● Your assignment
Below are some records; quote exactly the lines from the one that contains "nums.truncate(length);" through the one that contains "run moves on.", inclusive, and no others.

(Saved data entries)
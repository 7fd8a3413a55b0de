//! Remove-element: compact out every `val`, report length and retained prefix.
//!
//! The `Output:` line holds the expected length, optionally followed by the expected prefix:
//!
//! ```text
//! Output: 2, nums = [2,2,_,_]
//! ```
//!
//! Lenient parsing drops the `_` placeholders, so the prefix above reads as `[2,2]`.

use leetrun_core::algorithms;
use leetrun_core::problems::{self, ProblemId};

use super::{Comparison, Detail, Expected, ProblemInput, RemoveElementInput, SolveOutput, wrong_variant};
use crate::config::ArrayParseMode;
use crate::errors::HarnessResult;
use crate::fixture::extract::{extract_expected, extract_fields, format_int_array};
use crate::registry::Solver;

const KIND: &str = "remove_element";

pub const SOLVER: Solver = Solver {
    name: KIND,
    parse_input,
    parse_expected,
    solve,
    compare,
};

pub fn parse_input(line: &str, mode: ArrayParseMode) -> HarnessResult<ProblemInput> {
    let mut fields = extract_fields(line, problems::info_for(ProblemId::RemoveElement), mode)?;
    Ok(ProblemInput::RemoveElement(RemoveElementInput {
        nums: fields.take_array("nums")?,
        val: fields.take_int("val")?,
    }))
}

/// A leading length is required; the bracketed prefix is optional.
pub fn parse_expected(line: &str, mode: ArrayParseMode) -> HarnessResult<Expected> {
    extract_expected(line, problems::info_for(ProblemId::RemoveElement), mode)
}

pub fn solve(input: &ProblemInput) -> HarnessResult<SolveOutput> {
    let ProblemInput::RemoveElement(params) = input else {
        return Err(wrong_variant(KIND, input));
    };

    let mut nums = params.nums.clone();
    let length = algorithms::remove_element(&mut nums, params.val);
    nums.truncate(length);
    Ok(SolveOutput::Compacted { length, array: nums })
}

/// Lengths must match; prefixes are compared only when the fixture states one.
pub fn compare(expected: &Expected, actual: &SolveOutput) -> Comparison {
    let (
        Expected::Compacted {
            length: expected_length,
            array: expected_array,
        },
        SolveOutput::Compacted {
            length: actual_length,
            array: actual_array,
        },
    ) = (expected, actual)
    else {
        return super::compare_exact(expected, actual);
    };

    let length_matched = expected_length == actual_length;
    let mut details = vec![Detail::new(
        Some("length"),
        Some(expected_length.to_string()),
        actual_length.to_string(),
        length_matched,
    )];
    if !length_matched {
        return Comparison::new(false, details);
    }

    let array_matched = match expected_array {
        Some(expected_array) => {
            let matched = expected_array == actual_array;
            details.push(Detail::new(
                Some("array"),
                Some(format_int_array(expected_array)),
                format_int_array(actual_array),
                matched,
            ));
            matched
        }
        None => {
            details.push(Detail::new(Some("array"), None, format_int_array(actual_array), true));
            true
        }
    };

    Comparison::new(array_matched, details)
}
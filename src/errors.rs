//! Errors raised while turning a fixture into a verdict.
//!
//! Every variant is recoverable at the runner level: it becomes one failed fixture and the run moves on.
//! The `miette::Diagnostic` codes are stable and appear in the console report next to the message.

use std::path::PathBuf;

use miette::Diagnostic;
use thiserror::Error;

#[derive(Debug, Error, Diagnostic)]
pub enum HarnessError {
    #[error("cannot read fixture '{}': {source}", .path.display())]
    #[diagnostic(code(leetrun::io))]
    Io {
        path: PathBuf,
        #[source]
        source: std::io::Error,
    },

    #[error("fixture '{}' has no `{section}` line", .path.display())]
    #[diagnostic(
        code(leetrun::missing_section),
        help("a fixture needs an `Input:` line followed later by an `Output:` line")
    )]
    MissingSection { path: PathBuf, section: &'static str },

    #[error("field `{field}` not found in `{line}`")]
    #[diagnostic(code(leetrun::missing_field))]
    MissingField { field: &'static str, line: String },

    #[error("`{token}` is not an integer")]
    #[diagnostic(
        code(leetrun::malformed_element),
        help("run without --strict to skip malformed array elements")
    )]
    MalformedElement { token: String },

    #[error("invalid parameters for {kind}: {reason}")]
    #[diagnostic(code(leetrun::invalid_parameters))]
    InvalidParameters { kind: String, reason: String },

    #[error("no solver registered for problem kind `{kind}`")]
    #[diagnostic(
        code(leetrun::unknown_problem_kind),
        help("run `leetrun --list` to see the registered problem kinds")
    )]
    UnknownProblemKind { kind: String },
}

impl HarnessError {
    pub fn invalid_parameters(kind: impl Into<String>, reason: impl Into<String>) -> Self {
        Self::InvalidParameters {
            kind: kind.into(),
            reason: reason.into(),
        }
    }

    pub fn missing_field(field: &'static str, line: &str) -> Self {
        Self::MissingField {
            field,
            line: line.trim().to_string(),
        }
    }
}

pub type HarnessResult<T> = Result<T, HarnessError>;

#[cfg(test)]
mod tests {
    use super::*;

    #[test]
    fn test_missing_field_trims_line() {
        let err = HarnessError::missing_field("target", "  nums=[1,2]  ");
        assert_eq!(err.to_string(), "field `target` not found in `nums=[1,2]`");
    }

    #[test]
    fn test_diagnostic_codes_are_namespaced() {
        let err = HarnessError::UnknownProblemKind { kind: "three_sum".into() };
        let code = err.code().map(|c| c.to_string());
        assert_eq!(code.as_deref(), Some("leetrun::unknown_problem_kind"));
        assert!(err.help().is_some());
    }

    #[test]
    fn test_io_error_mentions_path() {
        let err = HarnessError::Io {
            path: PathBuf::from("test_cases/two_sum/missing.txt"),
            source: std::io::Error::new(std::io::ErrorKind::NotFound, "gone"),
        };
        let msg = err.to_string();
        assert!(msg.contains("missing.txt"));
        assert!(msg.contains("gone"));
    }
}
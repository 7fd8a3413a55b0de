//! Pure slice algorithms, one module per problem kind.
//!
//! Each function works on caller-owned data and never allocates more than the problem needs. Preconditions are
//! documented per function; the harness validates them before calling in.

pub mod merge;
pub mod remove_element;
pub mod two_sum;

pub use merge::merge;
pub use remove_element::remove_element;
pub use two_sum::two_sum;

● Result of the exercise
    nums.truncate(length);
    Ok(SolveOutput::Compacted { length, array: nums })
}

/// Lengths must match; prefixes are compared only when the fixture states one.
pub fn compare(expected: &Expected, actual: &SolveOutput) -> Comparison {
    let (
        Expected::Compacted {
            length: expected_length,
            array: expected_array,
        },
        SolveOutput::Compacted {
            length: actual_length,
            array: actual_array,
        },
    ) = (expected, actual)
    else {
        return super::compare_exact(expected, actual);
    };

    let length_matched = expected_length == actual_length;
    let mut details = vec![Detail::new(
        Some("length"),
        Some(expected_length.to_string()),
        actual_length.to_string(),
        length_matched,
    )];
    if !length_matched {
        return Comparison::new(false, details);
    }

    let array_matched = match expected_array {
        Some(expected_array) => {
            let matched = expected_array == actual_array;
            details.push(Detail::new(
                Some("array"),
                Some(format_int_array(expected_array)),
                format_int_array(actual_array),
                matched,
            ));
            matched
        }
        None => {
            details.push(Detail::new(Some("array"), None, format_int_array(actual_array), true));
            true
        }
    };

    Comparison::new(array_matched, details)
}
filename src/errors.rs
//! Errors raised while turning a fixture into a verdict.
//!
//! Every variant is recoverable at the runner level: it becomes one failed fixture and the run moves on.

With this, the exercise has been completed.